● **About this exercise**
Your task is to give the number of lines below that contain "push". Give no other text.

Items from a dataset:
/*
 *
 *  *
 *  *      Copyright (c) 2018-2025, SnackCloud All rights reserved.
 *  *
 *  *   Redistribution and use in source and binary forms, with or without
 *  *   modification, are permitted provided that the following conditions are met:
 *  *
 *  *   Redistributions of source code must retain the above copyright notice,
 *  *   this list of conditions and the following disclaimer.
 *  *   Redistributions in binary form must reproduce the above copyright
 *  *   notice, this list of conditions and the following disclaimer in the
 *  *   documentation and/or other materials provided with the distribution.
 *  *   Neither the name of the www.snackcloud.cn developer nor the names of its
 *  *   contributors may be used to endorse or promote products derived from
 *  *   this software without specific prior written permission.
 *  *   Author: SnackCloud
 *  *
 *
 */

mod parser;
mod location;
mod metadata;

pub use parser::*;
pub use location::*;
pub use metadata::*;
...
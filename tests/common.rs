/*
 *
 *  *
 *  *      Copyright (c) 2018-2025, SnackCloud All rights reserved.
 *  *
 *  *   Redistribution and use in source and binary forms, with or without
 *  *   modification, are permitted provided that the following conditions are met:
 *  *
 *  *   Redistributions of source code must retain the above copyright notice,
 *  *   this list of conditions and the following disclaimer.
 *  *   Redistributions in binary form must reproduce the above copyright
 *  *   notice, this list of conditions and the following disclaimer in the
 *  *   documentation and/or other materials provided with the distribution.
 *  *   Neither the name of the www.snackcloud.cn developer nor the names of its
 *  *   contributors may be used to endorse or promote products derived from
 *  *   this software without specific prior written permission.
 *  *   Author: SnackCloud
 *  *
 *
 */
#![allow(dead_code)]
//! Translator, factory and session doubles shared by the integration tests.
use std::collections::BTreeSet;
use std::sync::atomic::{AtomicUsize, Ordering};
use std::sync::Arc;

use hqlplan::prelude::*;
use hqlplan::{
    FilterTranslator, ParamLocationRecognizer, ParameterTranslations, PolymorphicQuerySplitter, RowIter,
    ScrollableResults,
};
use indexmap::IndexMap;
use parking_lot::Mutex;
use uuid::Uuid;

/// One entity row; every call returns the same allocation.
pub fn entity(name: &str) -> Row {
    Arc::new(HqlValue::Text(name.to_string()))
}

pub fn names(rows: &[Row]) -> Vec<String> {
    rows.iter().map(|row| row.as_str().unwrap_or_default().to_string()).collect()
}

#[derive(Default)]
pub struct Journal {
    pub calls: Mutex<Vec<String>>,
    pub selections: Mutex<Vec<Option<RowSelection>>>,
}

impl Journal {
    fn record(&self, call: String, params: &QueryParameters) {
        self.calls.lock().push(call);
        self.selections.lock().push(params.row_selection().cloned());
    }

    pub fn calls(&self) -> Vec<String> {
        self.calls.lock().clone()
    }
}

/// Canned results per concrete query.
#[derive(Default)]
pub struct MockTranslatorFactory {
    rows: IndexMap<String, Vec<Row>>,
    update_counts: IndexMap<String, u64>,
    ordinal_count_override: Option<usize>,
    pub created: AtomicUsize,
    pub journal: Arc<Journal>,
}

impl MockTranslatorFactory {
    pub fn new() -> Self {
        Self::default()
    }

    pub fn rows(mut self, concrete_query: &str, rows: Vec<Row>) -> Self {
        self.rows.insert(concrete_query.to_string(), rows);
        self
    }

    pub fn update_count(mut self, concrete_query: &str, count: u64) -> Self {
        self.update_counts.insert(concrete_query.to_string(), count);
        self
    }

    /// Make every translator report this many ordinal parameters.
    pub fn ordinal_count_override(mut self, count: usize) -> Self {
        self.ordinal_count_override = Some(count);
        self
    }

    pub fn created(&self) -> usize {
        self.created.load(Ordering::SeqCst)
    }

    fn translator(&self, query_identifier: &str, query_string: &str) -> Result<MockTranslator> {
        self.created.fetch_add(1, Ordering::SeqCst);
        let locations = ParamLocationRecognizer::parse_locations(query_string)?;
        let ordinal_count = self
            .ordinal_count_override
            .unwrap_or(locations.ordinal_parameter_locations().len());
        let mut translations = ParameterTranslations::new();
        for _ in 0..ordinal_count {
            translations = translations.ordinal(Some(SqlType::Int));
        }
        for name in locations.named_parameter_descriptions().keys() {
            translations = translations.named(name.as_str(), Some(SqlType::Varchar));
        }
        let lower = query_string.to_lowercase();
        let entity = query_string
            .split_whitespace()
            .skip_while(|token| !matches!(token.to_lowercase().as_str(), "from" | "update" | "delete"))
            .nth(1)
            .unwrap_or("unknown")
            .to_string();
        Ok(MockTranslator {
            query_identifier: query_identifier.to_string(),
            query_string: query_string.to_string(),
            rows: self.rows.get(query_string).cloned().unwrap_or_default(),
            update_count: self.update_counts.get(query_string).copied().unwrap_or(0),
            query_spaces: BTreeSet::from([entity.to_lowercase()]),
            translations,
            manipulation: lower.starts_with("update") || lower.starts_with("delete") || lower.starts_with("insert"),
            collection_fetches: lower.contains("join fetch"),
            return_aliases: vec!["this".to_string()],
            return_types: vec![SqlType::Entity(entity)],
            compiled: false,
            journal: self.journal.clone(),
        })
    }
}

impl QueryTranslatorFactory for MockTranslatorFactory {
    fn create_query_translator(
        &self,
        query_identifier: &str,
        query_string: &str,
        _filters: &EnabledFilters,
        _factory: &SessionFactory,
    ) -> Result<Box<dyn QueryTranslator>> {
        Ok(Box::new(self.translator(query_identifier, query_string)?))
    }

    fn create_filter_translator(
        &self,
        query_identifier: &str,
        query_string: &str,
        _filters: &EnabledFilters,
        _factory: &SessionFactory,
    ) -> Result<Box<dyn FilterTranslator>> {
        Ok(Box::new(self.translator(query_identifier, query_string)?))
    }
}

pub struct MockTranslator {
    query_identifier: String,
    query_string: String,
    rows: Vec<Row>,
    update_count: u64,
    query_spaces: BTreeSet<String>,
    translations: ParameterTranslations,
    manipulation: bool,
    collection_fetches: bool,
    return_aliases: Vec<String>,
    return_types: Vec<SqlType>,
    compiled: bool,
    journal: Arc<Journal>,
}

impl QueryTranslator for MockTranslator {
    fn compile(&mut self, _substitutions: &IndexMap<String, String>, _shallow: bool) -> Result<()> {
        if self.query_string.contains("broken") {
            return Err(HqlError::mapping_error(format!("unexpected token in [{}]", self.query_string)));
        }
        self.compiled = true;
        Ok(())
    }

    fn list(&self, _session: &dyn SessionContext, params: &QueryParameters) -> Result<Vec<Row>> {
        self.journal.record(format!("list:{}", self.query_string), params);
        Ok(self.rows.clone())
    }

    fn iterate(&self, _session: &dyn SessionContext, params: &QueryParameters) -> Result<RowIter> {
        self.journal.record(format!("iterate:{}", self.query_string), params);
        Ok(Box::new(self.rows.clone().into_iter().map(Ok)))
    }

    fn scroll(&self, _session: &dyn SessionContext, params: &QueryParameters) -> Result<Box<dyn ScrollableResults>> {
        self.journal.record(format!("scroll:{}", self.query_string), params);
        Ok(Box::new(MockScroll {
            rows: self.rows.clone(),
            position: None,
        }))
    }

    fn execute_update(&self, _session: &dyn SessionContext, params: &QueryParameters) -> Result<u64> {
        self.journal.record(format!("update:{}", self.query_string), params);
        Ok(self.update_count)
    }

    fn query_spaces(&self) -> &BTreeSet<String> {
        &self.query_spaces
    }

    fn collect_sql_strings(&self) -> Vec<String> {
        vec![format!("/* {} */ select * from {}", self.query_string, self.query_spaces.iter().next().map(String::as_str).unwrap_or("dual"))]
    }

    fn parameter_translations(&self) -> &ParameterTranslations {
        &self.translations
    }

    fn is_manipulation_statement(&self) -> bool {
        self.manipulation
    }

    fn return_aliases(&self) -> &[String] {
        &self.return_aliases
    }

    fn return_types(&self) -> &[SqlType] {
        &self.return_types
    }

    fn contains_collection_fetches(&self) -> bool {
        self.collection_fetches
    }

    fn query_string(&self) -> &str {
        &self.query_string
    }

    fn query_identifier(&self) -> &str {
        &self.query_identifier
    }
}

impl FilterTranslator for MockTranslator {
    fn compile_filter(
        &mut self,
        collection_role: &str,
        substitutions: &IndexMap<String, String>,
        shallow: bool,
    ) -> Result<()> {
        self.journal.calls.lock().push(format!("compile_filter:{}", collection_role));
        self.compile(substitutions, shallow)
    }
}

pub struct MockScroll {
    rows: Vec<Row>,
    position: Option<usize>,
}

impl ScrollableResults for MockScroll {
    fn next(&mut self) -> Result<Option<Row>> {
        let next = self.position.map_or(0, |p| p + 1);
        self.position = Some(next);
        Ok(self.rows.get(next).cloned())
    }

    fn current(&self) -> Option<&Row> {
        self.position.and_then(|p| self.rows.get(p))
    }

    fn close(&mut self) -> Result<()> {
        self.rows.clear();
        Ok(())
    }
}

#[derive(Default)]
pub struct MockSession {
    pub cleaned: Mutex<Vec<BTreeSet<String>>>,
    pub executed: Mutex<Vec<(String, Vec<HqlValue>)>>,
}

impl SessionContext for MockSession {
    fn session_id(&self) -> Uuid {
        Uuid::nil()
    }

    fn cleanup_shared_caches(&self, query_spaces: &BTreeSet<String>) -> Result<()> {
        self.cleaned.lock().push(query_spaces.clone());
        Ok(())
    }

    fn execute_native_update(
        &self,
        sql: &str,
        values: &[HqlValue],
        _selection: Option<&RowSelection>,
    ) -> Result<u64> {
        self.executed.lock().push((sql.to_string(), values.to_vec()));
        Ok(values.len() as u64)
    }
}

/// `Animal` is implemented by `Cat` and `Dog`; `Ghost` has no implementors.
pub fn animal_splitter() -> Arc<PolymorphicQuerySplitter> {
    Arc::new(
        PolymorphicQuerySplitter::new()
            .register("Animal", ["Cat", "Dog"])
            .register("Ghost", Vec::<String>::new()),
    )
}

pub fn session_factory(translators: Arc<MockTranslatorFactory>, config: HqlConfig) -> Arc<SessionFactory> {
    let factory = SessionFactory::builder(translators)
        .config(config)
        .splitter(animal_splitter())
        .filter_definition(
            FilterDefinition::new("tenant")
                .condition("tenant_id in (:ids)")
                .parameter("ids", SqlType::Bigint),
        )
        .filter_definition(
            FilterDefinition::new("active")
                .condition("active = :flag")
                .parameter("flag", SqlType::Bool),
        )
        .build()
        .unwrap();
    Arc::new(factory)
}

● **Answer to this problem**
5